By Scott E. Kinney, Atlantic News Staff Writer
Atlantic News, Friday, October 5, 2007
[The following article is courtesy of Atlantic News ]
SEACOAST -- Let's say you're looking for a unique piece of furniture that you've not been able to find, or perhaps you are just attempting to replace that teacup from Grandma's china that you broke during the last move.
Either way, you need to get out and hit the antique stores. The often-overlooked tradition of antiquing can provide a wealth of treasures that just can't be found elsewhere. And the Seacoast is host to more great antique shops than you can shake a stick at.
There is more than just a great find tucked away in some corner.

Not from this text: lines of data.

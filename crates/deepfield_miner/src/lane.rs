//! # Mining Lanes
//!
//! A lane is a worker thread that evaluates one shard of a footprint with the
//! oracle and reports back. Lanes never touch the cache; the coordinator joins
//! their reports and owns every write.
//!
//! ```text
//!                    ┌─► lane 0 ─┐
//!  coordinator ──────┼─► lane 1 ─┼──► reports ──► coordinator
//!   (MineTask)       └─► lane n ─┘   (LaneReport)
//! ```

use std::num::NonZeroUsize;
use std::sync::Arc;
use std::thread::{self, JoinHandle};

use crossbeam_channel::{unbounded, Sender};
use deepfield_oracle::Oracle;
use deepfield_shared::{Footprint, Location};
use tracing::{debug, warn};

use crate::error::{MinerError, MinerResult};
use crate::events::JobId;

/// One shard of one chunk, sent to one lane.
#[derive(Clone, Copy, Debug, PartialEq, Eq)]
pub struct MineTask {
    /// Job the chunk belongs to.
    pub job: JobId,
    /// Chunk being mined.
    pub footprint: Footprint,
    /// Shard index.
    pub lane: usize,
    /// Total shards for this chunk.
    pub lane_count: usize,
}

/// A lane's answer to a [`MineTask`].
#[derive(Clone, Debug, PartialEq)]
pub struct LaneReport {
    /// Echoed from the task.
    pub job: JobId,
    /// Echoed from the task.
    pub footprint: Footprint,
    /// Echoed from the task.
    pub lane: usize,
    /// Planets found in the shard.
    pub locations: Vec<Location>,
    /// Cells evaluated.
    pub hashes: u64,
}

impl LaneReport {
    /// Runs `task` against `oracle` on the calling thread.
    #[must_use]
    pub fn mine(oracle: &Oracle, task: &MineTask) -> Self {
        Self {
            job: task.job,
            footprint: task.footprint,
            lane: task.lane,
            locations: oracle.mine_shard(&task.footprint, task.lane, task.lane_count),
            hashes: shard_size(task.footprint.area(), task.lane, task.lane_count),
        }
    }
}

/// Number of cells in shard `lane` of `lane_count` over `area` cells.
#[must_use]
pub fn shard_size(area: u64, lane: usize, lane_count: usize) -> u64 {
    let (lane, count) = (lane as u64, lane_count as u64);
    if count == 0 || lane >= count || lane >= area {
        return 0;
    }
    (area - lane).div_ceil(count)
}

/// Resolves the configured lane count against the host and the oracle.
///
/// `None` means one lane per available core. The oracle may cap the result.
#[must_use]
pub fn effective_lanes(requested: Option<usize>, oracle: &Oracle) -> usize {
    let lanes = requested
        .unwrap_or_else(|| thread::available_parallelism().map_or(1, NonZeroUsize::get))
        .max(1);
    oracle.lane_limit().map_or(lanes, |limit| lanes.min(limit))
}

/// Where the coordinator sends work. The threaded [`LanePool`] is the real
/// implementation; tests substitute a recorder.
pub trait Dispatch {
    /// Lanes a chunk is split across.
    fn lane_count(&self) -> usize;

    /// Hands a task to its lane.
    ///
    /// # Errors
    ///
    /// Returns [`MinerError::LaneGone`] if the lane cannot take work.
    fn dispatch(&mut self, task: MineTask) -> MinerResult<()>;

    /// Changes the lane count. Returns the count actually in effect.
    ///
    /// # Errors
    ///
    /// Returns [`MinerError::Spawn`] if new lanes cannot be started.
    fn resize(&mut self, requested: usize) -> MinerResult<usize>;
}

struct Lane {
    tasks: Sender<MineTask>,
    handle: Option<JoinHandle<()>>,
}

/// Fixed set of lane threads sharing one report channel.
pub struct LanePool {
    oracle: Arc<Oracle>,
    reports: Sender<LaneReport>,
    lanes: Vec<Lane>,
}

impl LanePool {
    /// Spawns `effective_lanes(requested, oracle)` lanes.
    ///
    /// # Errors
    ///
    /// Returns [`MinerError::Spawn`] if a thread cannot be started.
    pub fn spawn(
        oracle: Arc<Oracle>,
        requested: Option<usize>,
        reports: Sender<LaneReport>,
    ) -> MinerResult<Self> {
        let mut pool = Self {
            oracle,
            reports,
            lanes: Vec::new(),
        };
        let count = effective_lanes(requested, &pool.oracle);
        pool.spawn_lanes(count)?;
        Ok(pool)
    }

    fn spawn_lanes(&mut self, count: usize) -> MinerResult<()> {
        for index in 0..count {
            let (tasks, inbox) = unbounded::<MineTask>();
            let oracle = Arc::clone(&self.oracle);
            let reports = self.reports.clone();
            let handle = thread::Builder::new()
                .name(format!("deepfield-lane-{index}"))
                .spawn(move || {
                    for task in inbox {
                        if reports.send(LaneReport::mine(&oracle, &task)).is_err() {
                            break;
                        }
                    }
                })
                .map_err(|e| MinerError::Spawn {
                    what: "lane",
                    reason: e.to_string(),
                })?;
            self.lanes.push(Lane {
                tasks,
                handle: Some(handle),
            });
        }
        debug!(lanes = count, "lanes started");
        Ok(())
    }

    fn stop_lanes(&mut self) {
        // Closing a lane's inbox ends its loop once queued work is done.
        let handles: Vec<_> = self
            .lanes
            .drain(..)
            .filter_map(|Lane { tasks, handle }| {
                drop(tasks);
                handle
            })
            .collect();
        for handle in handles {
            if handle.join().is_err() {
                warn!("lane thread panicked");
            }
        }
    }
}

impl Dispatch for LanePool {
    fn lane_count(&self) -> usize {
        self.lanes.len()
    }

    fn dispatch(&mut self, task: MineTask) -> MinerResult<()> {
        let lane = self
            .lanes
            .get(task.lane)
            .ok_or(MinerError::LaneGone { lane: task.lane })?;
        lane.tasks
            .send(task)
            .map_err(|_| MinerError::LaneGone { lane: task.lane })
    }

    fn resize(&mut self, requested: usize) -> MinerResult<usize> {
        let count = effective_lanes(Some(requested), &self.oracle);
        if count != self.lanes.len() {
            self.stop_lanes();
            self.spawn_lanes(count)?;
        }
        Ok(count)
    }
}

impl Drop for LanePool {
    fn drop(&mut self) {
        self.stop_lanes();
    }
}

There is also the sense of adventure of what you might find around every bend.
The Seacoast area's antique shops offer a wide variety of beautifully crafted, well-made, and downright unique items to create a look in your home that will be the envy of friends and neighbors.
So c'mon. Let's go antiquing.
Walking through the barn at H.G. Webber is akin to stepping into the surreal. One never knows just what they'll find as the turn through the numerous items offered. A pristine roll-top desk, a carousel piece in the shape of an ostrich or a big, beautiful antique clock is just a small sample of what can be found there.

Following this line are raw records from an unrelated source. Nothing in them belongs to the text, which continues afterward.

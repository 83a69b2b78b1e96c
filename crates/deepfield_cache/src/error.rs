//! # Cache Error Types
//!
//! Everything that can go wrong between a completed chunk and the disk.

use deepfield_shared::FootprintError;
use thiserror::Error;

/// Errors raised by the spatial chunk cache.
#[derive(Error, Debug, Clone, PartialEq, Eq)]
pub enum CacheError {
    /// The footprint is off the ladder or misaligned.
    #[error("invalid footprint: {0}")]
    InvalidFootprint(#[from] FootprintError),

    /// A location lies outside the footprint of its chunk.
    #[error("location ({x}, {y}) lies outside its chunk")]
    StrayLocation {
        /// Location x.
        x: i32,
        /// Location y.
        y: i32,
    },

    /// The durable store failed.
    #[error("store error: {0}")]
    Store(#[from] StoreError),

    /// Export or import JSON was malformed.
    #[error("serialization error: {0}")]
    Serialization(String),
}

/// Result type for cache operations.
pub type CacheResult<T> = Result<T, CacheError>;

/// Errors raised by a durable chunk store.
#[derive(Error, Debug, Clone, PartialEq, Eq)]
pub enum StoreError {
    /// Underlying IO failed.
    #[error("store io error: {0}")]
    Io(String),

    /// The log header is not ours.
    #[error("bad log header: {0}")]
    BadHeader(String),

    /// A record failed to decode.
    #[error("corrupt record at offset {offset}: {reason}")]
    Corrupt {
        /// Byte offset of the record.
        offset: u64,
        /// What was wrong.
        reason: String,
    },

    /// The store refused the write (backend offline, quota, ...).
    #[error("store unavailable: {0}")]
    Unavailable(String),
}

impl From<std::io::Error> for StoreError {
    fn from(err: std::io::Error) -> Self {
        Self::Io(err.to_string())
    }
}

/// Result type for store operations.
pub type StoreResult<T> = Result<T, StoreError>;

Ultimately, the business focuses on fine furniture of the highest quality, said owner Harvey Webber, who is now the third generation to keep the antique business going.
H.G. Webber is the home of several pieces of fine furniture, music boxes and clocks.
"I love clocks," Webber said. "We have somewhere between 50 and 60 clocks. I even fix them." Clock repair more for the love of clocks than for profit, he said.
"I don't like to overcharge," Webber added.
And there also items not to be found elsewhere.
"You're not going to find an old Coke machine just anywhere," said Webber.
The business also regularly hosts auctions, much to the benefit of those in attendance.
"We have fun out there," he said.
Today's antique market has forced Webber to increase the quality of his products, which for the consumer is a good thing.
"There's old and there's quality and old," said Webber. "My father always said, 'You buy for quality, not price.'"
That same market makes it an ideal time for those who love antiques and fine quality goods to get out there and buy.
"It's a buyer's market right now," he said. "You'll never see things as cheap as they are now."
H.G. Webber Antiques is located at 495 Lafayette Road in Hampton.
Little Vintage Shop
New to the Seacoast is the Little Vintage Shop. Located in historic downtown Hampton, the shop offers items that are vintage, collectible, just plain fun or all three at the same time.
Among the items offered at the Little Vintage Shop are classic toys, furnishings, jewelry, old wall hangings and other items that make customer's say, "This is neat."
Despite being merely 850 square feet in size, the little store is chock full of vendors -- 12 in all -- that offer up numerous items.
Owner Beverly Stoughton said that often folks will enter her door looking for that unique item to finish off a room.
She espoused to the benefits of buying antique and vintage items rather than new.
"This is a very 'green' business," she said. "These things are all recycled. They're made either here or in Europe and they're of really fine craftsmanship. You know they're going to last."
The Little Vintage Shop -- the new kid on the block of all things old -- is located at 17 High Street in Hampton.
And that is just a very small sample of the numerous and plentiful bounty that is to be harvested in the land of Seacoast antiques. There are antique shops around every corner and along a number of these old New England roads. So go out and explore. Happy hunting!